Given data:
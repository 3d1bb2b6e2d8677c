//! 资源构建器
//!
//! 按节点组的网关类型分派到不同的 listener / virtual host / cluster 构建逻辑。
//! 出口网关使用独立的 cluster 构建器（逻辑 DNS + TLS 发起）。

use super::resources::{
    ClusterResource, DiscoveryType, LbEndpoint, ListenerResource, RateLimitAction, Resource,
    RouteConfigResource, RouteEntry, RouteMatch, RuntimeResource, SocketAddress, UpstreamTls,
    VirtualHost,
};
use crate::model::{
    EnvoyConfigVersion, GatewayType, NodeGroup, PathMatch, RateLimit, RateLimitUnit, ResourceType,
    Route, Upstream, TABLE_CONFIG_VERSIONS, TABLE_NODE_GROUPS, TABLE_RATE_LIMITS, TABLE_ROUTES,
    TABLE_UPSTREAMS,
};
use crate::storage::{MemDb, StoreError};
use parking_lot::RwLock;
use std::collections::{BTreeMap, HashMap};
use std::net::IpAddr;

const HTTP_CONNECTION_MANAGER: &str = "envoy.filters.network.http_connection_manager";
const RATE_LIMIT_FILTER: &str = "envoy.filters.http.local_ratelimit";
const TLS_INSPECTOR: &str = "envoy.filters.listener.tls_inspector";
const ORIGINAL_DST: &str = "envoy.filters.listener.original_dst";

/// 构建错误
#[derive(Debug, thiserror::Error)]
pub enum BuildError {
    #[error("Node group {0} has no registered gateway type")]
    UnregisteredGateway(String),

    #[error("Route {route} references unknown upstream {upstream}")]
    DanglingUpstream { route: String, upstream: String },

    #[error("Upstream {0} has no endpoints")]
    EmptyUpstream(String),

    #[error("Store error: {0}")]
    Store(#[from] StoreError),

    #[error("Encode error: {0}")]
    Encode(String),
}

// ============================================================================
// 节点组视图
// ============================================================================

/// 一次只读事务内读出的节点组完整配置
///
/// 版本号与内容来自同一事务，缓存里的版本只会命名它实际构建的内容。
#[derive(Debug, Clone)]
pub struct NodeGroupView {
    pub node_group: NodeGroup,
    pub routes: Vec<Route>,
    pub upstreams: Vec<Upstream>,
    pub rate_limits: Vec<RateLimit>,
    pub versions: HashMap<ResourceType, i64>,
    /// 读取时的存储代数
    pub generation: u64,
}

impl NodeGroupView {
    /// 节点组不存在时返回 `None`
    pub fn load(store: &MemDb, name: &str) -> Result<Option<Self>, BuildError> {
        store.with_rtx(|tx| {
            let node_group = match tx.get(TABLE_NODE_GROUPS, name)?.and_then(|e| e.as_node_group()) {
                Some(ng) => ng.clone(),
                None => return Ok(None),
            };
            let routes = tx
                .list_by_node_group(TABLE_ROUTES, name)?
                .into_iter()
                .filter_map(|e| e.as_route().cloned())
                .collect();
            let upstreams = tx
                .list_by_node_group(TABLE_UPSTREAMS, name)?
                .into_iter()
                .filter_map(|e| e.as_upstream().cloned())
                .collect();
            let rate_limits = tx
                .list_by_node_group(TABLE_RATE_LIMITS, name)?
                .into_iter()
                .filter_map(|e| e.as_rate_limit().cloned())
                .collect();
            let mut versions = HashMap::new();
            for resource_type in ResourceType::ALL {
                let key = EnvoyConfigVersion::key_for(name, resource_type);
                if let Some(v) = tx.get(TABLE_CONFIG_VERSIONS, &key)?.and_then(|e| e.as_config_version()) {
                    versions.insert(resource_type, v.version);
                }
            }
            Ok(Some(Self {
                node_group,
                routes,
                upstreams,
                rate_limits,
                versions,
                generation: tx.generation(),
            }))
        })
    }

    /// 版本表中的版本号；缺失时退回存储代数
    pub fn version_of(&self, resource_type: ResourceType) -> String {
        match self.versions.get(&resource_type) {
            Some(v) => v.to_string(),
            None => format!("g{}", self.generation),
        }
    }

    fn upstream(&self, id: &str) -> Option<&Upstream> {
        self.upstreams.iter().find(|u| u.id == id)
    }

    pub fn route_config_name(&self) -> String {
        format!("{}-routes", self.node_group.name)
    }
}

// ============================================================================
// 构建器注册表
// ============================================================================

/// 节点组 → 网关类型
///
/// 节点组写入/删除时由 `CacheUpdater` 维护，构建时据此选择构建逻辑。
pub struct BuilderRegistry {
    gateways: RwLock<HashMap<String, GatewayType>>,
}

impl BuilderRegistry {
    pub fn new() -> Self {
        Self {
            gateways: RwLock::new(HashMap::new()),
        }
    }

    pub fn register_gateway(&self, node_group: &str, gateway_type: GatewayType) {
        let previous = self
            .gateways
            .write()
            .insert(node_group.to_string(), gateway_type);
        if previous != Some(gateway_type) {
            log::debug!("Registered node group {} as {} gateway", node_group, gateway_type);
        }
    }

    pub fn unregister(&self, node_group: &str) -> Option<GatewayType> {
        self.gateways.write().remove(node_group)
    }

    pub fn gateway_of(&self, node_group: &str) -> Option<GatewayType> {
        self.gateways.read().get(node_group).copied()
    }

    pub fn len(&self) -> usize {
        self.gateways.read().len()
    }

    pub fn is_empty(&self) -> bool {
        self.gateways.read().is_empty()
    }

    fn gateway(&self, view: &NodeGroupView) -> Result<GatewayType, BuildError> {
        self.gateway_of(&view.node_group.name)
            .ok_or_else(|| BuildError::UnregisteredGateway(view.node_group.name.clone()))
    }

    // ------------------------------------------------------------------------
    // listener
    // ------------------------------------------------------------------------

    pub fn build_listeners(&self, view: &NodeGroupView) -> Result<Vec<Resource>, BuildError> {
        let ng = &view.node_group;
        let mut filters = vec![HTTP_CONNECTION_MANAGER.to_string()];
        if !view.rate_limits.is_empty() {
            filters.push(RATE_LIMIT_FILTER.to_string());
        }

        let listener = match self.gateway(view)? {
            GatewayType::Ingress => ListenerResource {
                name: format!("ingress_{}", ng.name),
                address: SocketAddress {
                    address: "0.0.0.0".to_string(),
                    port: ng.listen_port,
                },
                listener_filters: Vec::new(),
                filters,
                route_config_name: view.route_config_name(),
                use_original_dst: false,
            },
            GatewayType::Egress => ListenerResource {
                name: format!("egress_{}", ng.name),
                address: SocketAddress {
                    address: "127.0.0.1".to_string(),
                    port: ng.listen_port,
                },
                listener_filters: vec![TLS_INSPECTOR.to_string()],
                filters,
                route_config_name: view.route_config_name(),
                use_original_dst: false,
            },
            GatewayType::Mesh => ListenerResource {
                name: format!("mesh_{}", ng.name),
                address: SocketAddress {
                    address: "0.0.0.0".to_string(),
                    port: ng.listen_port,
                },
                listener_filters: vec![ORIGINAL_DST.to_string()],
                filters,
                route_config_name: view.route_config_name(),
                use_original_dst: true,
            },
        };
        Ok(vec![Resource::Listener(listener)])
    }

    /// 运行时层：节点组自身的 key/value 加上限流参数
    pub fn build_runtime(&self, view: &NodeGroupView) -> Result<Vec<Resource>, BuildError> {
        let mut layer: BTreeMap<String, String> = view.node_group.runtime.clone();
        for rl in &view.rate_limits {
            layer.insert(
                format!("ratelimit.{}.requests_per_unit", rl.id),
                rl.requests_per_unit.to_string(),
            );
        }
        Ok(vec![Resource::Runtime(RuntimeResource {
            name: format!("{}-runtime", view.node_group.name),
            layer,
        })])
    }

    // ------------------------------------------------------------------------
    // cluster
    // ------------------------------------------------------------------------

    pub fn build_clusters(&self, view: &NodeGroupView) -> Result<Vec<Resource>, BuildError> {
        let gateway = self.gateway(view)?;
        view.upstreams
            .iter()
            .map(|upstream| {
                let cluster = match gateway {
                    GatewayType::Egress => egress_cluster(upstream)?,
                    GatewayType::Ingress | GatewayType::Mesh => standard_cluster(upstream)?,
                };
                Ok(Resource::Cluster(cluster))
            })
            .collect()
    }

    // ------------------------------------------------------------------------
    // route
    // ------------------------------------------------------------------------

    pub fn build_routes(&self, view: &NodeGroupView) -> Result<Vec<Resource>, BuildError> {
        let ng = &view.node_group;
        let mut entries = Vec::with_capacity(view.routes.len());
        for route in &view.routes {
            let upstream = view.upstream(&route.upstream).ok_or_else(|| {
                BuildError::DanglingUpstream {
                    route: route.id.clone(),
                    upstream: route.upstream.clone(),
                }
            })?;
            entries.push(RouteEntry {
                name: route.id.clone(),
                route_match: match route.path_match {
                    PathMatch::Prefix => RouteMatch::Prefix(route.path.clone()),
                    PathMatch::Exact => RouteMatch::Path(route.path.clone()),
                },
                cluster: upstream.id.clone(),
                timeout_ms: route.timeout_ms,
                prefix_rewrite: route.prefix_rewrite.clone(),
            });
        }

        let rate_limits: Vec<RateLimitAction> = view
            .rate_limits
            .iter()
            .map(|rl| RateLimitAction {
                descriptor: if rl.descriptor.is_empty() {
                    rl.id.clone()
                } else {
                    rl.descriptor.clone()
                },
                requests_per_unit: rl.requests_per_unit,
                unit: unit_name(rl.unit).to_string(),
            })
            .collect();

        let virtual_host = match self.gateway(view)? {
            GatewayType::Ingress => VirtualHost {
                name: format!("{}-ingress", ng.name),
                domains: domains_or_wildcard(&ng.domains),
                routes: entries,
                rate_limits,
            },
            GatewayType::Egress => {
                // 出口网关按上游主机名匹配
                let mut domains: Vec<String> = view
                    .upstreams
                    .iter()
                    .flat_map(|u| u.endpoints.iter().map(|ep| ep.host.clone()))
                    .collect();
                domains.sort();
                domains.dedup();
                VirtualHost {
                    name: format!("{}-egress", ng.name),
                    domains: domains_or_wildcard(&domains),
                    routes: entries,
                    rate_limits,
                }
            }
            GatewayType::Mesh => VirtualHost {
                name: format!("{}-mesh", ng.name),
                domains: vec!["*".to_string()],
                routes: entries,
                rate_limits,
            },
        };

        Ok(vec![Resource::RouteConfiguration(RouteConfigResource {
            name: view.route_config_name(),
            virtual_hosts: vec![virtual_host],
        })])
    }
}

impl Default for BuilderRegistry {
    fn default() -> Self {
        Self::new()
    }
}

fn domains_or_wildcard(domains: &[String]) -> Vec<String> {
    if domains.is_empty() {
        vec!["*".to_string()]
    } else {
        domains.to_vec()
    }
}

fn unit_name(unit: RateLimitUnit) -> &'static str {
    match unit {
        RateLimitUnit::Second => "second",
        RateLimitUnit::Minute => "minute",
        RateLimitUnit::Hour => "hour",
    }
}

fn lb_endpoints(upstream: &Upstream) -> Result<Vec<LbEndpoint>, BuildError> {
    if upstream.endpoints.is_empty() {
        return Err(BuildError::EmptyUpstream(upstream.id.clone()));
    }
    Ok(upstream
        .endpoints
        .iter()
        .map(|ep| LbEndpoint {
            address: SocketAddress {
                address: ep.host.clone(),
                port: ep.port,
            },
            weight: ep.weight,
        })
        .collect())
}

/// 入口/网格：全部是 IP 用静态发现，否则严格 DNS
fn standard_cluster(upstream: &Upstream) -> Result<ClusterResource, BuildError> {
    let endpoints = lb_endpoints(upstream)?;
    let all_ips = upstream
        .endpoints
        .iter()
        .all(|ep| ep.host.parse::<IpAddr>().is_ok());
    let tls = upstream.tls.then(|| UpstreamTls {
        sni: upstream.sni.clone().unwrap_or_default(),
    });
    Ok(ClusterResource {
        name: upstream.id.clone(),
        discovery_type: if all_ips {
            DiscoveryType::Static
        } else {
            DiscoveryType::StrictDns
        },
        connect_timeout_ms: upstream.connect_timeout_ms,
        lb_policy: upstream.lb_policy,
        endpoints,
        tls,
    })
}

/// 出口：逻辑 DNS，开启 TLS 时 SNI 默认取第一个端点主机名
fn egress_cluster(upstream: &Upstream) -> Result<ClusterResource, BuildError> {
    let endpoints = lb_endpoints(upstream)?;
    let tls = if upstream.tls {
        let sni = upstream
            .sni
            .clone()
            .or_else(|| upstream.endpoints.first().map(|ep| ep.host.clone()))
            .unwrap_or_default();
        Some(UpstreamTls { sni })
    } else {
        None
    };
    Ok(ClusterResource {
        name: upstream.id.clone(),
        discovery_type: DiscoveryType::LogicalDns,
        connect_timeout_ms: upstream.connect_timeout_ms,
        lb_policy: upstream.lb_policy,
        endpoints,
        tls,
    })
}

Task to carry out: All lines with the word "insert" must be located in the data and copied.

Written solution:
                    versions.insert(resource_type, v.version);
            .insert(node_group.to_string(), gateway_type);
            layer.insert(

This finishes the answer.